After leaving Rockhampton we headed for Mackay to spend a few days with Ashley & Lynn – a couple we’d met through our shared interest in old motorcycles and the Vintage Japanese Motorcycle Club (VJMC). Once again we had great timing as Ashley, who is a shift worker, was not rostered to work during our stay. Ashley is also a keen fisherman and a dab hand in the kitchen and a result we had wonderful meals each night including a great feed of Barramundi that Ashely had caught.
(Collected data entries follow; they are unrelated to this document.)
// src/store/mod.rs

//! Object-storage access for training artifacts.
//!
//! This module provides [`BucketStore`], a synchronous convenience facade
//! over an S3-compatible bucket (OSS, MinIO, AWS, ...). It exposes
//! directory listing, read, write, download, recursive upload, and image
//! decoding; everything else — networking, retries, consistency — is owned
//! by the wrapped `object_store` client.
//!
//! # Example
//!
//! ```no_run
//! use tablefeed::config::StoreConfig;
//! use tablefeed::store::BucketStore;
//!
//! # fn main() -> tablefeed::Result<()> {
//! let store = BucketStore::new(&StoreConfig {
//!     access_id: "id".into(),
//!     access_key: "key".into(),
//!     endpoint: "https://oss.example.com".into(),
//!     bucket_name: "training-data".into(),
//!     ..Default::default()
//! })?;
//!
//! for name in store.listdir("datasets/train")? {
//!     let image = store.read_image(&format!("datasets/train/{name}"))?;
//!     let _ = image.to_rgb8();
//! }
//! # Ok(())
//! # }
//! ```

mod facade;

pub use facade::BucketStore;
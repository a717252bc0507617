// src/dataset/traits.rs

use std::sync::Arc;

use crate::error::Result;

/// Iteration context for one worker process of one replica.
///
/// Carries the identity a record source needs to select its slice of the
/// table. Passed explicitly into every source construction; sources never
/// read worker identity from ambient state.
#[derive(Debug, Clone, Copy, PartialEq, Eq)]
pub struct SliceSpec {
    /// This replica's rank within the process group.
    pub rank: u32,
    /// Total replica count.
    pub world: u32,
    /// This worker process's index within the replica.
    pub worker_id: u32,
    /// Worker processes per replica.
    pub num_workers: u32,
}

impl SliceSpec {
    pub fn new(rank: u32, world: u32, worker_id: u32, num_workers: u32) -> Self {
        Self {
            rank,
            world,
            worker_id,
            num_workers,
        }
    }

    /// Global index of this worker's slice across all replicas.
    pub fn slice_id(&self) -> u32 {
        self.rank * self.num_workers + self.worker_id
    }

    /// Total number of slices the table is divided into.
    pub fn slice_count(&self) -> u32 {
        self.num_workers * self.world
    }
}

/// Batch-collation function, assembling individual records into the batch
/// structure the surrounding training loop consumes.
pub type CollateFn<T, B> = Arc<dyn Fn(Vec<T>) -> B + Send + Sync>;

/// A lazy, finite sequence of records for one slice of a dataset.
///
/// `Ok(None)` is the explicit end-of-sequence sentinel: the slice range is
/// exhausted and any held resources (handles, connections) have been
/// released. Exhaustion is a normal termination signal, not an error.
pub trait RecordSource {
    type Item;

    /// Pull the next record from this source's slice.
    fn next_record(&mut self) -> Result<Option<Self::Item>>;
}

/// Produces fresh record-source instances for a given iteration context.
///
/// A factory carries everything needed to open a source except the slice
/// identity, so the same factory can be reused across workers and across
/// restarts of an exhausted slice.
pub trait SourceFactory {
    type Item;
    type Batch;
    type Source: RecordSource<Item = Self::Item>;

    /// Open a fresh source for the given slice.
    ///
    /// Opening may be expensive (network or file handles) and happens
    /// synchronously; construction failures are fatal to the caller.
    fn open(&self, slice: SliceSpec) -> Result<Self::Source>;

    /// The collation function of the underlying source, returned unchanged
    /// for use by the surrounding batching layer.
    fn collate_fn(&self) -> CollateFn<Self::Item, Self::Batch>;
}

#[cfg(test)]
mod tests {
    use super::*;

    #[test]
    fn test_slice_arithmetic() {
        // rank 1 of 3, worker 2 of 4: slice 1*4+2 = 6 of 4*3 = 12
        let slice = SliceSpec::new(1, 3, 2, 4);
        assert_eq!(slice.slice_id(), 6);
        assert_eq!(slice.slice_count(), 12);
    }

    #[test]
    fn test_slice_single_replica_single_worker() {
        let slice = SliceSpec::new(0, 1, 0, 1);
        assert_eq!(slice.slice_id(), 0);
        assert_eq!(slice.slice_count(), 1);
    }

    #[test]
    fn test_slice_ids_are_disjoint() {
        // Every (rank, worker) pair maps to a distinct slice id
        let world = 3;
        let num_workers = 4;
        let mut seen = std::collections::HashSet::new();
        for rank in 0..world {
            for worker_id in 0..num_workers {
                let slice = SliceSpec::new(rank, world, worker_id, num_workers);
                assert!(seen.insert(slice.slice_id()));
                assert!(slice.slice_id() < slice.slice_count());
            }
        }
        assert_eq!(seen.len(), (world * num_workers) as usize);
    }
}
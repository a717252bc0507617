// src/dataset/table.rs

//! Record source backed by a distributed table-reading client.
//!
//! The table client owns all sharding, prefetching, and range-exhaustion
//! detection; this module only shapes arguments (mapping an iteration
//! context onto the client's slice addressing) and adapts the client's
//! read interface to [`RecordSource`]. Nothing here compensates for a
//! client that violates its contract.

use std::collections::VecDeque;
use std::sync::Arc;

use crate::config::ReaderConfig;
use crate::error::{FeedError, Result};

use super::traits::{CollateFn, RecordSource, SliceSpec, SourceFactory};

/// Parameters for opening one slice of a distributed table read.
#[derive(Debug, Clone, PartialEq, Eq)]
pub struct TableReadSpec {
    /// Table identifier understood by the client.
    pub table: String,
    /// Column selection forwarded verbatim.
    pub selected_cols: String,
    /// Client-side prefetch depth.
    pub prefetch: usize,
    /// Index of the slice to read.
    pub slice_id: u32,
    /// Total number of slices the table is divided into.
    pub slice_count: u32,
}

/// A client-side handle reading one slice of a table.
///
/// Contract (owed by the implementor): `read` returns up to `num_records`
/// rows from the assigned range, and an empty vector once the range is
/// exhausted — distinctly from `Err`, which signals failure. `close`
/// releases held handles/connections and is called exactly once, after
/// exhaustion.
pub trait TableReader: Send {
    type Row;

    fn read(&mut self, num_records: usize) -> Result<Vec<Self::Row>>;

    fn close(&mut self) -> Result<()>;
}

/// Opens slice readers against a distributed table service.
pub trait TableClient: Send + Sync {
    type Row: Send;
    type Reader: TableReader<Row = Self::Row>;

    fn open_reader(&self, spec: &TableReadSpec) -> Result<Self::Reader>;
}

/// A [`RecordSource`] pulling rows one at a time from a table slice.
///
/// The reader is closed and dropped as soon as it reports range
/// exhaustion, so no handle outlives the records it produced. Further
/// pulls after exhaustion keep reporting end-of-sequence.
pub struct TableSource<C: TableClient> {
    reader: Option<C::Reader>,
    pending: VecDeque<C::Row>,
}

impl<C: TableClient> RecordSource for TableSource<C> {
    type Item = C::Row;

    fn next_record(&mut self) -> Result<Option<C::Row>> {
        if let Some(row) = self.pending.pop_front() {
            return Ok(Some(row));
        }

        let rows = match self.reader.as_mut() {
            Some(reader) => reader.read(1)?,
            None => return Ok(None),
        };

        if rows.is_empty() {
            // Range exhausted: release the handle before reporting the end
            if let Some(mut reader) = self.reader.take() {
                reader.close()?;
            }
            return Ok(None);
        }

        self.pending.extend(rows);
        Ok(self.pending.pop_front())
    }
}

/// Factory opening [`TableSource`]s for a fixed table and column selection.
///
/// Carries the source-specific parameters as named fields and maps each
/// [`SliceSpec`] onto the client's slice addressing at open time.
pub struct TableSourceFactory<C: TableClient, B> {
    client: Arc<C>,
    table: String,
    selected_cols: String,
    prefetch: usize,
    collate: CollateFn<C::Row, B>,
}

impl<C: TableClient, B> Clone for TableSourceFactory<C, B> {
    fn clone(&self) -> Self {
        Self {
            client: self.client.clone(),
            table: self.table.clone(),
            selected_cols: self.selected_cols.clone(),
            prefetch: self.prefetch,
            collate: self.collate.clone(),
        }
    }
}

impl<C: TableClient, B> TableSourceFactory<C, B> {
    /// Create a factory reading `table` through `client`.
    ///
    /// # Errors
    ///
    /// Returns an error if `table` is empty or `prefetch` is zero.
    pub fn new(
        client: Arc<C>,
        table: impl Into<String>,
        selected_cols: impl Into<String>,
        prefetch: usize,
        collate: CollateFn<C::Row, B>,
    ) -> Result<Self> {
        let table = table.into();
        if table.is_empty() {
            return Err(FeedError::dataset("table identifier must not be empty"));
        }
        if prefetch == 0 {
            return Err(FeedError::dataset("prefetch must be greater than 0"));
        }
        Ok(Self {
            client,
            table,
            selected_cols: selected_cols.into(),
            prefetch,
            collate,
        })
    }

    /// Create a factory from a [`ReaderConfig`] section.
    pub fn from_config(
        client: Arc<C>,
        config: &ReaderConfig,
        collate: CollateFn<C::Row, B>,
    ) -> Result<Self> {
        Self::new(
            client,
            config.table.clone(),
            config.selected_cols.clone(),
            config.prefetch,
            collate,
        )
    }

    fn read_spec(&self, slice: SliceSpec) -> TableReadSpec {
        TableReadSpec {
            table: self.table.clone(),
            selected_cols: self.selected_cols.clone(),
            prefetch: self.prefetch,
            slice_id: slice.slice_id(),
            slice_count: slice.slice_count(),
        }
    }
}

impl<C: TableClient, B> SourceFactory for TableSourceFactory<C, B> {
    type Item = C::Row;
    type Batch = B;
    type Source = TableSource<C>;

    fn open(&self, slice: SliceSpec) -> Result<TableSource<C>> {
        let reader = self.client.open_reader(&self.read_spec(slice))?;
        Ok(TableSource {
            reader: Some(reader),
            pending: VecDeque::new(),
        })
    }

    fn collate_fn(&self) -> CollateFn<C::Row, B> {
        self.collate.clone()
    }
}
We arrived in Mackay on a Friday afternoon and the following morning Ron and I did the picturesque 10km Bluewater Trail Walk which mostly follows the Pioneer River. Ashley dropped us off at the visitor information centre (near where the walk starts) and we walked through the beautiful Mackay Regional Botanic Gardens, along the Catherine Freeman walk, past the Bluewater Lagoon swimming facility and Bluewater Quay Public Open Space, through the Sandfly Creek Environmental walkway and ended up in Iluka Park in time for the monthly VJMC meeting. One of the highlights of the walk was the beautiful mural painted along the River Street levee wall (which is about 250m long) that depicts the history of the Mackay region from the late 1800s up to 2015.

Ashley took Ron fishing on Sunday and even though the much sought after Barramundi were elusive they still managed to come home with a feed of salmon and whiting. Lynn and I spent most of the day relaxing although we did manage to get some cooking done – I made a gluten-free orange and almond cake and Lynn prepared baked apples for dinner that night (Ashley had invited Peter and Helen, some other VJMC friends, over to dinner).

We packed up and left on Monday morning (with a lovely feed of fresh salmon to take with us – thanks Ashley!) and, on the recommendation of Ashley, Lynn, Peter and Helen, headed for the Eungella National Park where we setup camp at the Broken River bush camp. Unfortunately the weather turned very wet and windy along the way and by the time we arrived we were driving through heavy fog/mist.

Not long after we arrived a young tourist camped nearby returned to his car and a short time later I noticed he had stripped off to his shirt and undies (which seemed odd given how cool and wet it was). A few minutes later I noticed he was picking/flicking things of his legs and I realised that he must have picked up some leeches. ‘Some’ turned out to be a bit of an underestimate as the next time I saw him he had blood streaming down both lower legs! As there was only minimal cold water available at the amenities block we fired up our hot water service and a short time later he was able to wash his legs off with warm water. He seemed more surprised than concerned about the leeches (he told us “We don’t get so many leeches in Germany” and “My grandfather would probably say this is not a bad thing”) but even so the next morning he said he’d fallen asleep in his car straight away after finally getting his legs and clothes clean. He also told us that he’d counted 30 leech bites on his legs!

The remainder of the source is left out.